● What the task asks
Scan the entries below and state how many lines contain "StateError". No other output.

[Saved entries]
'''

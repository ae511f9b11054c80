use serde::Serialize;

/// 一次编排执行的汇总结果。
///
/// `success` 的判定保持宽松：只要没有失败、或至少有一台设备
/// 生效，就算成功 —— 部分失败是成功的一种。
#[derive(Debug, Clone, Serialize)]
#[serde(rename_all = "camelCase")]
pub struct ExecutionResult {
    pub success: bool,
    pub intent_id: String,
    pub affected_devices: u32,
    pub failed_devices: u32,
    pub skipped_offline_devices: u32,
    pub offline_device_ids: Vec<String>,
    #[serde(skip_serializing_if = "Option::is_none")]
    pub message: Option<String>,
    pub triggered_fallback: bool,
}

impl ExecutionResult {
    /// 按收尾计数构造结果并套用成功判定。
    pub(crate) fn from_counts(
        intent_id: String,
        affected: u32,
        failed: u32,
        offline_device_ids: Vec<String>,
        triggered_fallback: bool,
        message: Option<String>,
    ) -> Self {
        Self {
            success: failed == 0 || affected > 0,
            intent_id,
            affected_devices: affected,
            failed_devices: failed,
            skipped_offline_devices: offline_device_ids.len() as u32,
            offline_device_ids,
            message,
            triggered_fallback,
        }
    }
}
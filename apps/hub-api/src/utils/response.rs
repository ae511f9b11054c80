//! HTTP 响应辅助函数和 DTO 转换
//!
//! 提供统一的错误响应构造函数和 DTO 转换函数。
//! 设计原则：
//! - 所有错误返回统一的 ApiResponse 格式
//! - HTTP 状态码与错误码对应
//! - 编排的设备级失败以数据返回，只有入参/内部错误才映射为 HTTP 错误

use api_contract::{ApiResponse, MetricsDto};
use axum::{
    Json,
    http::StatusCode,
    response::{IntoResponse, Response},
};
use hub_orchestration::OrchestrationError;
use hub_state::StateError;
use hub_telemetry::MetricsSnapshot;
use hub_timeseries::HistoryError;

/// 空间未找到错误响应
pub fn space_not_found_error() -> Response {
    (
        StatusCode::NOT_FOUND,
        Json(ApiResponse::<()>::error(
            "SPACES.NOT_FOUND",
            "space not found",
        )),
    )
        .into_response()
}

/// 意图未找到错误响应（非活跃或不存在）
pub fn intent_not_found_error() -> Response {
    (
        StatusCode::NOT_FOUND,
        Json(ApiResponse::<()>::error(
            "INTENTS.NOT_FOUND",
            "intent not found or no longer active",
        )),
    )
        .into_response()
}

/// 撤销不可用错误响应（栈空或已过期）
pub fn undo_not_available_error() -> Response {
    (
        StatusCode::NOT_FOUND,
        Json(ApiResponse::<()>::error(
            "UNDO.NOT_AVAILABLE",
            "nothing to undo",
        )),
    )
        .into_response()
}

/// 错误请求响应
pub fn bad_request_error(message: impl Into<String>) -> Response {
    (
        StatusCode::BAD_REQUEST,
        Json(ApiResponse::<()>::error("INVALID.REQUEST", message.into())),
    )
        .into_response()
}

/// 内部错误响应
pub fn internal_error(message: impl Into<String>) -> Response {
    (
        StatusCode::INTERNAL_SERVER_ERROR,
        Json(ApiResponse::<()>::error("INTERNAL.ERROR", message.into())),
    )
        .into_response()
}

/// 编排错误映射：校验失败 → 400，其余 → 500
pub fn orchestration_error(err: OrchestrationError) -> Response {
    match err {
        OrchestrationError::Validation(message) => bad_request_error(message),
        other => internal_error(other.to_string()),
    }
}

/// 状态聚合错误响应
pub fn state_error(err: StateError) -> Response {
    internal_error(err.to_string())
}

/// 历史存储错误映射：非法 id → 400，其余 → 500
pub fn history_error(err: HistoryError) -> Response {
    match err {
        HistoryError::InvalidId(id) => bad_request_error(format!("invalid identifier: {}", id)),
        other => internal_error(other.to_string()),
    }
}

/// MetricsSnapshot 转 MetricsDto
pub fn metrics_to_dto(snapshot: MetricsSnapshot) -> MetricsDto {
    MetricsDto {
        intents_created: snapshot.intents_created,
        intents_completed: snapshot.intents_completed,
        intents_expired: snapshot.intents_expired,
        orchestrations_executed: snapshot.orchestrations_executed,
        devices_commanded: snapshot.devices_commanded,
        devices_failed: snapshot.devices_failed,
        devices_skipped_offline: snapshot.devices_skipped_offline,
        undo_snapshots_pushed: snapshot.undo_snapshots_pushed,
        undo_executed: snapshot.undo_executed,
        history_write_success: snapshot.history_write_success,
        history_write_failure: snapshot.history_write_failure,
    }
}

'''

● Problem solution
2